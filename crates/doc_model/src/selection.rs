//! Selection model - cursor position and selection change notifications

use serde::{Deserialize, Serialize};

/// A selected character range in the content
///
/// When `length` is zero the selection is collapsed (just a caret).
#[derive(Debug, Clone, Copy, PartialEq, Eq, Serialize, Deserialize)]
pub struct SelectionRange {
    /// Character offset of the selection start
    pub index: usize,
    /// Number of selected characters
    pub length: usize,
}

impl SelectionRange {
    /// Create a collapsed selection (caret only)
    pub fn caret(index: usize) -> Self {
        Self { index, length: 0 }
    }
}

/// Vertical extent of a selection in document coordinates
#[derive(Debug, Clone, Copy, PartialEq, Serialize, Deserialize)]
pub struct SelectionBounds {
    pub top: f64,
    pub bottom: f64,
}

impl SelectionBounds {
    pub fn new(top: f64, bottom: f64) -> Self {
        Self { top, bottom }
    }
}

/// Payload of a selection change notification
///
/// `range` is `None` when the editor lost focus.
#[derive(Debug, Clone, Copy, PartialEq, Default, Serialize, Deserialize)]
pub struct SelectionChange {
    pub range: Option<SelectionRange>,
    pub bounds: Option<SelectionBounds>,
}

impl SelectionChange {
    /// A selection change with known layout bounds
    pub fn at(range: SelectionRange, bounds: SelectionBounds) -> Self {
        Self {
            range: Some(range),
            bounds: Some(bounds),
        }
    }

    /// The editor lost focus
    pub fn blurred() -> Self {
        Self::default()
    }
}
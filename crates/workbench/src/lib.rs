//! Workbench - the editor's persistence controller
//!
//! Implements New, Save, Load and Export for the working document. Each
//! operation decides between local-file and cloud-document semantics from
//! the current [`store::DocumentIdentity`] and [`cloud::SessionState`], talks
//! to the injected collaborators, and keeps the UI affordances in step with
//! the session.

mod controller;
mod error;
mod listing;
mod logging;
mod startup;
mod ui;

pub use controller::*;
pub use error::*;
pub use listing::*;
pub use logging::*;
pub use startup::*;
pub use ui::*;
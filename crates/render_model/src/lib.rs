//! Render Model - viewport tracking for the editor surface
//!
//! Layout belongs to the editing widget. This crate only decides how the
//! viewport should move in response to selection changes and scrolling:
//! keeping the caret clear of the viewport edges and collapsing the app
//! header while the user scrolls down.

mod follower;
mod header;
mod viewport;

pub use follower::*;
pub use header::*;
pub use viewport::*;
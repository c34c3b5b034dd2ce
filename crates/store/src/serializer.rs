//! Document serialization

use crate::{DocumentFile, Result};
use doc_model::StructuredContent;

/// Serialize content to the bytes of a `.dvk` file
pub fn serialize_document(content: &StructuredContent) -> Result<Vec<u8>> {
    let file = DocumentFile::new(content.clone());
    let json = serde_json::to_vec_pretty(&file)?;
    Ok(json)
}

/// Deserialize content from the text of a `.dvk` file
///
/// Files written by the web editor hold a bare delta without a header;
/// those are accepted as well.
pub fn deserialize_document(text: &str) -> Result<StructuredContent> {
    let value: serde_json::Value = serde_json::from_str(text)?;

    if value.get("header").is_none() {
        let content: StructuredContent = serde_json::from_value(value)?;
        content.validate()?;
        return Ok(content);
    }

    let file: DocumentFile = serde_json::from_value(value)?;
    file.header.validate()?;
    file.content.validate()?;

    Ok(file.content)
}
//! Startup wiring
//!
//! Builds a controller from the settings file in the app data directory,
//! with downloads written where the settings say.

use crate::{Collaborators, PersistResult, PersistenceController, UserInterface};
use cloud::{DocumentService, SessionState};
use doc_model::ContentStore;
use std::path::PathBuf;
use std::sync::Arc;
use store::{DownloadDirectory, SettingsManager};
use tokio::sync::watch;

/// Controller whose local files go to a download directory
pub type DesktopController<C, R, U> = PersistenceController<C, R, DownloadDirectory, U>;

/// Load the settings file and build a controller from it
pub async fn open_controller<C, R, U>(
    app_data_dir: impl Into<PathBuf>,
    content: Arc<C>,
    documents: Arc<R>,
    ui: Arc<U>,
    session: watch::Receiver<SessionState>,
) -> PersistResult<DesktopController<C, R, U>>
where
    C: ContentStore + 'static,
    R: DocumentService + 'static,
    U: UserInterface + 'static,
{
    let mut manager = SettingsManager::new(app_data_dir);
    let settings = manager.load().await?.clone();
    let files = DownloadDirectory::new(manager.download_dir());
    tracing::info!(downloads = %files.dir().display(), "settings loaded");

    Ok(PersistenceController::new(
        Collaborators {
            content,
            documents,
            files: Arc::new(files),
            ui,
        },
        session,
        settings,
    ))
}
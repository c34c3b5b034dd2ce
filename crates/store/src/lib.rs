//! Store - document identity, file format, and local file I/O
//!
//! This crate tracks which document is being edited and where it lives,
//! normalizes file names to the required extensions, serializes content to
//! the `.dvk` document format, reads and writes local files, and manages
//! editor settings.

mod error;
mod file_io;
mod format;
mod identity;
mod serializer;
mod settings;

pub use error::*;
pub use file_io::*;
pub use format::*;
pub use identity::*;
pub use serializer::*;
pub use settings::*;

Your goal:
Line by line, please reproduce the records exactly.

Task result:
filename crates/doc_model/src/selection.rs
//! Selection model - cursor position and selection change notifications

use serde::{Deserialize, Serialize};

/// A selected character range in the content
///
/// When `length` is zero the selection is collapsed (just a caret).
#[derive(Debug, Clone, Copy, PartialEq, Eq, Serialize, Deserialize)]
pub struct SelectionRange {
    /// Character offset of the selection start
    pub index: usize,
    /// Number of selected characters
    pub length: usize,
}

impl SelectionRange {
    /// Create a collapsed selection (caret only)
    pub fn caret(index: usize) -> Self {
        Self { index, length: 0 }
    }
}

/// Vertical extent of a selection in document coordinates
#[derive(Debug, Clone, Copy, PartialEq, Serialize, Deserialize)]
pub struct SelectionBounds {
    pub top: f64,
    pub bottom: f64,
}

impl SelectionBounds {
    pub fn new(top: f64, bottom: f64) -> Self {
        Self { top, bottom }
    }
}

/// Payload of a selection change notification
///
/// `range` is `None` when the editor lost focus.
#[derive(Debug, Clone, Copy, PartialEq, Default, Serialize, Deserialize)]
pub struct SelectionChange {
    pub range: Option<SelectionRange>,
    pub bounds: Option<SelectionBounds>,
}

impl SelectionChange {
    /// A selection change with known layout bounds
    pub fn at(range: SelectionRange, bounds: SelectionBounds) -> Self {
        Self {
            range: Some(range),
            bounds: Some(bounds),
        }
    }

    /// The editor lost focus
    pub fn blurred() -> Self {
        Self::default()
    }
}
filename crates/workbench/src/lib.rs
//! Workbench - the editor's persistence controller
//!
//! Implements New, Save, Load and Export for the working document. Each
//! operation decides between local-file and cloud-document semantics from
//! the current [`store::DocumentIdentity`] and [`cloud::SessionState`], talks
//! to the injected collaborators, and keeps the UI affordances in step with
//! the session.

mod controller;
mod error;
mod listing;
mod logging;
mod startup;
mod ui;

pub use controller::*;
pub use error::*;
pub use listing::*;
pub use logging::*;
pub use startup::*;
pub use ui::*;
filename crates/render_model/src/lib.rs
//! Render Model - viewport tracking for the editor surface
//!
//! Layout belongs to the editing widget. This crate only decides how the
//! viewport should move in response to selection changes and scrolling:
//! keeping the caret clear of the viewport edges and collapsing the app
//! header while the user scrolls down.

mod follower;
mod header;
mod viewport;

pub use follower::*;
pub use header::*;
pub use viewport::*;
repository c34c3b5b034dd2ce
filename crates/store/src/serializer.rs
//! Document serialization

use crate::{DocumentFile, Result};
use doc_model::StructuredContent;

/// Serialize content to the bytes of a `.dvk` file
pub fn serialize_document(content: &StructuredContent) -> Result<Vec<u8>> {
    let file = DocumentFile::new(content.clone());
    let json = serde_json::to_vec_pretty(&file)?;
    Ok(json)
}

/// Deserialize content from the text of a `.dvk` file
///
/// Files written by the web editor hold a bare delta without a header;
/// those are accepted as well.
pub fn deserialize_document(text: &str) -> Result<StructuredContent> {
    let value: serde_json::Value = serde_json::from_str(text)?;

    if value.get("header").is_none() {
        let content: StructuredContent = serde_json::from_value(value)?;
        content.validate()?;
        return Ok(content);
    }

    let file: DocumentFile = serde_json::from_value(value)?;
    file.header.validate()?;
    file.content.validate()?;

    Ok(file.content)
}
//! Startup wiring
//!
//! Builds a controller from the settings file in the app data directory,
//! with downloads written where the settings say.

use crate::{Collaborators, PersistResult, PersistenceController, UserInterface};
use cloud::{DocumentService, SessionState};
use doc_model::ContentStore;
use std::path::PathBuf;
use std::sync::Arc;
use store::{DownloadDirectory, SettingsManager};
use tokio::sync::watch;

/// Controller whose local files go to a download directory
pub type DesktopController<C, R, U> = PersistenceController<C, R, DownloadDirectory, U>;

/// Load the settings file and build a controller from it
pub async fn open_controller<C, R, U>(
    app_data_dir: impl Into<PathBuf>,
    content: Arc<C>,
    documents: Arc<R>,
    ui: Arc<U>,
    session: watch::Receiver<SessionState>,
) -> PersistResult<DesktopController<C, R, U>>
where
    C: ContentStore + 'static,
    R: DocumentService + 'static,
    U: UserInterface + 'static,
{
    let mut manager = SettingsManager::new(app_data_dir);
    let settings = manager.load().await?.clone();
    let files = DownloadDirectory::new(manager.download_dir());
    tracing::info!(downloads = %files.dir().display(), "settings loaded");

    Ok(PersistenceController::new(
        Collaborators {
            content,
            documents,
            files: Arc::new(files),
            ui,
        },
        session,
        settings,
    ))
}
repository c34c3b5b034dd2ce
filename crates/store/src/lib.rs
//! Store - document identity, file format, and local file I/O
//!
//! This crate tracks which document is being edited and where it lives,
//! normalizes file names to the required extensions, serializes content to
//! the `.dvk` document format, reads and writes local files, and manages
//! editor settings.

mod error;
mod file_io;
mod format;
mod identity;
mod serializer;
mod settings;

pub use error::*;
pub use file_io::*;
pub use format::*;
pub use identity::*;
pub use serializer::*;
pub use settings::*;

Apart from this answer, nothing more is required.